John Deere is a major supplier of agriculture, construction,
forestry, consumer, and commercial equipment with a reputation for
quality and innovation. At the company's Construction and Forestry
Division in Dubuque, IA, engineers are deploying cutting-edge technology
to ensure utmost product performance and reliability.
[ILLUSTRATION OMITTED]
Vital to this effort is the division's data acquisition
program that allows actual field measurements to be combined and
compared with design models. This melding of theory and fact leads to
better insights and more efficient designs and allows John Deere to
reach the market faster with better products.

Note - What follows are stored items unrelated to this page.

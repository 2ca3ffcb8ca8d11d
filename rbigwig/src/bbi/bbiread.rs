use std::io;

use byteordered::Endianness;
use bytes::Buf;
use log::debug;
use thiserror::Error;

use crate::bbi::{
    BBIFile, ZoomHeader, BIGBED_MAGIC, BIGWIG_MAGIC, CHROM_TREE_MAGIC,
};
use crate::utils::endian::EndianBuf;
use crate::utils::file::bytereader::ByteReader;
use crate::utils::file::SeekableRead;

/// The newest bbi version this reader understands.
pub const MAX_SUPPORTED_VERSION: u16 = 4;

pub(crate) const HEADER_SIZE: usize = 64;
pub(crate) const ZOOM_HEADER_SIZE: usize = 24;
pub(crate) const TOTAL_SUMMARY_SIZE: u64 = 40;
const CHROM_TREE_HEADER_SIZE: usize = 32;

/// The location of a (possibly compressed) data block in a bbi file
#[derive(Copy, Clone, Debug, PartialEq, Eq, Hash, PartialOrd, Ord)]
pub struct Block {
    pub(crate) offset: u64,
    pub(crate) size: u64,
}

impl Block {
    pub fn offset(&self) -> u64 {
        self.offset
    }

    pub fn size(&self) -> u64 {
        self.size
    }
}

/// Header info for a bbi file
///
/// Note that info on internal properties like file offsets are not public.
/// Reading data is available through higher-level functions.
#[derive(Copy, Clone, Debug)]
pub struct BBIHeader {
    pub endianness: Endianness,
    pub version: u16,
    pub field_count: u16,
    pub defined_field_count: u16,

    pub(crate) zoom_levels: u16,
    pub(crate) chromosome_tree_offset: u64,
    pub(crate) full_data_offset: u64,
    pub(crate) full_index_offset: u64,
    pub(crate) full_index_tree_offset: Option<u64>,
    pub(crate) auto_sql_offset: u64,
    pub(crate) total_summary_offset: u64,
    pub(crate) uncompress_buf_size: u32,
}

impl BBIHeader {
    /// Whether data blocks are zlib compressed
    pub fn is_compressed(&self) -> bool {
        self.uncompress_buf_size > 0
    }

    /// The largest size of a decompressed block
    pub fn uncompress_buf_size(&self) -> u32 {
        self.uncompress_buf_size
    }
}

/// Information on a chromosome in a bbi file
#[derive(Clone, Debug)]
pub struct ChromInfo {
    pub name: String,
    pub length: u32,
    pub(crate) id: u32,
}

impl ChromInfo {
    pub fn id(&self) -> u32 {
        self.id
    }
}

impl PartialEq for ChromInfo {
    fn eq(&self, other: &ChromInfo) -> bool {
        self.name == other.name
    }
}

/// Info on a bbi file
#[derive(Clone, Debug)]
pub struct BBIFileInfo {
    /// The type of the bbi file - either a bigBed or a bigWig
    pub filetype: BBIFile,
    /// Header info
    pub header: BBIHeader,
    /// Info on zooms in the bbi file
    pub zoom_headers: Vec<ZoomHeader>,
    /// The chromosome info the bbi file is based on
    pub chrom_info: Vec<ChromInfo>,
}

impl BBIFileInfo {
    /// Looks up a chromosome by name. Names are compared exactly
    /// (case-sensitive).
    pub fn chrom(&self, chrom_name: &str) -> Option<&ChromInfo> {
        self.chrom_info.iter().find(|c| c.name == chrom_name)
    }

    pub(crate) fn chrom_id(&self, chrom_name: &str) -> Result<&ChromInfo, BBIReadError> {
        self.chrom(chrom_name)
            .ok_or_else(|| BBIReadError::InvalidChromosome(chrom_name.to_owned()))
    }
}

/// Possible errors encountered when reading the header and chromosome tree
/// of a bbi file
#[derive(Error, Debug)]
pub enum BBIFileReadInfoError {
    #[error("Invalid magic (likely not a BigWig or BigBed file)")]
    UnknownMagic,
    #[error("Unsupported version: {}", .0)]
    UnsupportedVersion(u16),
    #[error("The file was invalid: {}", .0)]
    InvalidFile(String),
    #[error("Error occurred: {}", .0)]
    IoError(#[from] io::Error),
}

/// Possible errors encountered when reading a bbi file
#[derive(Error, Debug)]
pub enum BBIReadError {
    #[error("The passed chromosome ({}) was incorrect.", .0)]
    InvalidChromosome(String),
    #[error("Invalid range {}:{}-{}: {}", .chrom, .start, .end, .reason)]
    InvalidRange {
        chrom: String,
        start: u32,
        end: u32,
        reason: &'static str,
    },
    #[error("The passed reduction level ({}) was not found.", .0)]
    ReductionLevelNotFound(u32),
    #[error("The file was invalid: {}", .0)]
    InvalidFile(String),
    #[error("Unable to allocate space for {} items.", .0)]
    OutOfMemory(usize),
    #[error("Error occurred: {}", .0)]
    IoError(#[from] io::Error),
}

fn check_offset<S>(
    file: &ByteReader<S>,
    what: &str,
    offset: u64,
    length: u64,
) -> Result<(), BBIFileReadInfoError> {
    if file.contains(offset, length) {
        Ok(())
    } else {
        Err(BBIFileReadInfoError::InvalidFile(format!(
            "{} at offset {} (length {}) is past the end of the file ({:?} bytes).",
            what,
            offset,
            length,
            file.len()
        )))
    }
}

/// Reads the header, zoom headers and chromosome tree of a bbi file. Also
/// sets the endianness of `file` from the magic.
pub(crate) fn read_info<S: SeekableRead>(
    file: &mut ByteReader<S>,
) -> Result<BBIFileInfo, BBIFileReadInfoError> {
    let mut magic_data = match file.read_at(0, 4) {
        Ok(data) => data,
        Err(e) if e.kind() == io::ErrorKind::UnexpectedEof => {
            return Err(BBIFileReadInfoError::UnknownMagic)
        }
        Err(e) => return Err(e.into()),
    };
    let magic = magic_data.get_u32_le();
    let (filetype, endianness) = match magic {
        BIGWIG_MAGIC => (BBIFile::BigWig, Endianness::Little),
        BIGBED_MAGIC => (BBIFile::BigBed, Endianness::Little),
        _ if magic == BIGWIG_MAGIC.swap_bytes() => (BBIFile::BigWig, Endianness::Big),
        _ if magic == BIGBED_MAGIC.swap_bytes() => (BBIFile::BigBed, Endianness::Big),
        _ => return Err(BBIFileReadInfoError::UnknownMagic),
    };
    file.set_endianness(endianness);

    let mut header_data = file.read_at(4, HEADER_SIZE - 4).map_err(|e| match e.kind() {
        io::ErrorKind::UnexpectedEof => {
            BBIFileReadInfoError::InvalidFile("The header is truncated.".to_owned())
        }
        _ => e.into(),
    })?;

    let version = header_data.get_u16_endian(endianness);
    let zoom_levels = header_data.get_u16_endian(endianness);
    let chromosome_tree_offset = header_data.get_u64_endian(endianness);
    let full_data_offset = header_data.get_u64_endian(endianness);
    let full_index_offset = header_data.get_u64_endian(endianness);
    let field_count = header_data.get_u16_endian(endianness);
    let defined_field_count = header_data.get_u16_endian(endianness);
    let auto_sql_offset = header_data.get_u64_endian(endianness);
    let total_summary_offset = header_data.get_u64_endian(endianness);
    let uncompress_buf_size = header_data.get_u32_endian(endianness);
    let _reserved = header_data.get_u64_endian(endianness);

    if version == 0 || version > MAX_SUPPORTED_VERSION {
        return Err(BBIFileReadInfoError::UnsupportedVersion(version));
    }

    check_offset(
        file,
        "The chromosome tree",
        chromosome_tree_offset,
        CHROM_TREE_HEADER_SIZE as u64,
    )?;
    check_offset(file, "The data section", full_data_offset, 8)?;
    check_offset(file, "The index", full_index_offset, 48)?;
    if total_summary_offset != 0 {
        check_offset(file, "The total summary", total_summary_offset, TOTAL_SUMMARY_SIZE)?;
    }

    let header = BBIHeader {
        endianness,
        version,
        zoom_levels,
        chromosome_tree_offset,
        full_data_offset,
        full_index_offset,
        full_index_tree_offset: None,
        field_count,
        defined_field_count,
        auto_sql_offset,
        total_summary_offset,
        uncompress_buf_size,
    };

    let zoom_headers = read_zoom_headers(file, &header)?;

    let mut header_data = file.read_at(chromosome_tree_offset, CHROM_TREE_HEADER_SIZE)?;
    let magic = header_data.get_u32_endian(endianness);
    if magic != CHROM_TREE_MAGIC {
        return Err(BBIFileReadInfoError::InvalidFile(
            "Invalid chromosome tree magic.".to_owned(),
        ));
    }
    let _block_size = header_data.get_u32_endian(endianness);
    let key_size = header_data.get_u32_endian(endianness);
    let val_size = header_data.get_u32_endian(endianness);
    let item_count = header_data.get_u64_endian(endianness);
    let _reserved = header_data.get_u64_endian(endianness);

    if val_size != 8 {
        return Err(BBIFileReadInfoError::InvalidFile(format!(
            "Chromosome tree values should be 8 bytes, not {}.",
            val_size
        )));
    }

    let mut chrom_info = Vec::new();
    chrom_info
        .try_reserve(usize::try_from(item_count).unwrap_or(usize::MAX).min(1 << 20))
        .map_err(|_| BBIFileReadInfoError::InvalidFile("Too many chromosomes.".to_owned()))?;
    read_chrom_tree_block(
        file,
        chromosome_tree_offset + CHROM_TREE_HEADER_SIZE as u64,
        &mut chrom_info,
        key_size,
    )?;

    debug!(
        "Read {:?} header: version {}, {} zoom levels, {} chromosomes, {:?} endian, compressed: {}",
        filetype,
        version,
        zoom_headers.len(),
        chrom_info.len(),
        endianness,
        header.is_compressed(),
    );

    Ok(BBIFileInfo {
        filetype,
        header,
        zoom_headers,
        chrom_info,
    })
}

fn read_zoom_headers<S: SeekableRead>(
    file: &mut ByteReader<S>,
    header: &BBIHeader,
) -> Result<Vec<ZoomHeader>, BBIFileReadInfoError> {
    let endianness = header.endianness;
    let zoom_levels = header.zoom_levels as usize;
    check_offset(
        file,
        "The zoom headers",
        HEADER_SIZE as u64,
        (zoom_levels * ZOOM_HEADER_SIZE) as u64,
    )?;
    let mut header_data = file.read_at(HEADER_SIZE as u64, zoom_levels * ZOOM_HEADER_SIZE)?;

    let mut zoom_headers = Vec::with_capacity(zoom_levels);
    for _ in 0..zoom_levels {
        let reduction_level = header_data.get_u32_endian(endianness);
        let _reserved = header_data.get_u32_endian(endianness);
        let data_offset = header_data.get_u64_endian(endianness);
        let index_offset = header_data.get_u64_endian(endianness);

        check_offset(file, "Zoom data", data_offset, 4)?;
        check_offset(file, "Zoom index", index_offset, 48)?;

        zoom_headers.push(ZoomHeader {
            reduction_level,
            data_offset,
            index_offset,
            index_tree_offset: None,
        });
    }

    Ok(zoom_headers)
}

fn read_chrom_tree_block<S: SeekableRead>(
    f: &mut ByteReader<S>,
    offset: u64,
    chroms: &mut Vec<ChromInfo>,
    key_size: u32,
) -> Result<(), BBIFileReadInfoError> {
    let endianness = f.endianness();
    if !f.contains(offset, 4) {
        return Err(BBIFileReadInfoError::InvalidFile(format!(
            "Chromosome tree node at offset {} is past the end of the file.",
            offset
        )));
    }
    let mut header_data = f.read_at(offset, 4)?;

    let isleaf = header_data.get_u8();
    let _reserved = header_data.get_u8();
    let count = header_data.get_u16_endian(endianness) as usize;

    let key_size = key_size as usize;
    let items_size = (key_size + 8) * count;
    if !f.contains(offset + 4, items_size as u64) {
        return Err(BBIFileReadInfoError::InvalidFile(format!(
            "Chromosome tree node at offset {} has {} items, which go past the end of the file.",
            offset, count
        )));
    }
    let mut bytes = f.read_at(offset + 4, items_size)?;

    match isleaf {
        1 => {
            for _ in 0..count {
                let key_string = match std::str::from_utf8(&bytes[0..key_size]) {
                    Ok(s) => s.trim_matches(char::from(0)).to_owned(),
                    Err(_) => {
                        return Err(BBIFileReadInfoError::InvalidFile(
                            "Invalid file format: Invalid utf-8 string.".to_owned(),
                        ))
                    }
                };
                bytes.advance(key_size);

                let chrom_id = bytes.get_u32_endian(endianness);
                let chrom_size = bytes.get_u32_endian(endianness);
                chroms.push(ChromInfo {
                    name: key_string,
                    id: chrom_id,
                    length: chrom_size,
                });
            }
        }
        0 => {
            // First, go through and get child blocks
            let mut children: Vec<u64> = Vec::with_capacity(count);
            for _ in 0..count {
                // Only needed for lookups by name, we read the whole tree
                bytes.advance(key_size);
                children.push(bytes.get_u64_endian(endianness));
            }
            // Then go through each child block
            for child in children {
                if child <= offset {
                    return Err(BBIFileReadInfoError::InvalidFile(format!(
                        "Chromosome tree child at {} does not follow its parent at {}.",
                        child, offset
                    )));
                }
                read_chrom_tree_block(f, child, chroms, key_size as u32)?;
            }
        }
        _ => {
            return Err(BBIFileReadInfoError::InvalidFile(format!(
                "Unexpected isleaf in chromosome tree: {}",
                isleaf
            )))
        }
    }
    Ok(())
}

John Deere's program covers practically every aspect of
industrial data acquisition with measurements taken from three primary
equipment systems: structure, power train, and hydraulics. Within these
categories, the engineers measure a vast array of parameters. They
combine in-house expertise with off-the-shelf products to create
appropriate data acquisition solutions.
To meet the data acquisition hardware/software and
signal-conditioning requirements, the company uses products from DATAQ
Instruments. John Deere engineers integrate these products with
transducers and packaging suitable for the punishing environments where
they will be used. They also combine in-house setup and translation
programs with commercial analysis software to yield optimal final
results.
Signal Types
Many of the variables that must be acquired and pooled to construct
an accurate picture of a complex mechanical system like an 11 ton
backhoe or a 90 ton excavator during operation are listed in Table 1. In
a large backhoe, for example, tension and compression stresses place an
enormous load on the structure, defining the need to measure hydraulic
pressures, flows, and temperatures. The heart of the equipment--the
engine and power train--demands accurate measurements of torque,
horsepower, temperatures, and pressures. Depending upon the goal of a
given test, the engineers could measure as few as 16 or as many as 256
channels of these signal types in any combination, but typical
applications rarely exceed a channel count of 128.
Signal Conditioning
The wide range of measured signal types and levels requires signal
conditioners that are flexible and modular. Since as many as 256
channels can be acquired at a time for one test, and John Deere
maintains dozens of test systems that can run in parallel, low cost also
is important.
John Deere selected DATAQ's 5B-style amplifiers, described as
rugged, hockey puck-like devices that plug into a data acquisition
backplane. Each of the nearly 100 amplifiers in this line measures a
specific function over a fixed range so one is used for each channel.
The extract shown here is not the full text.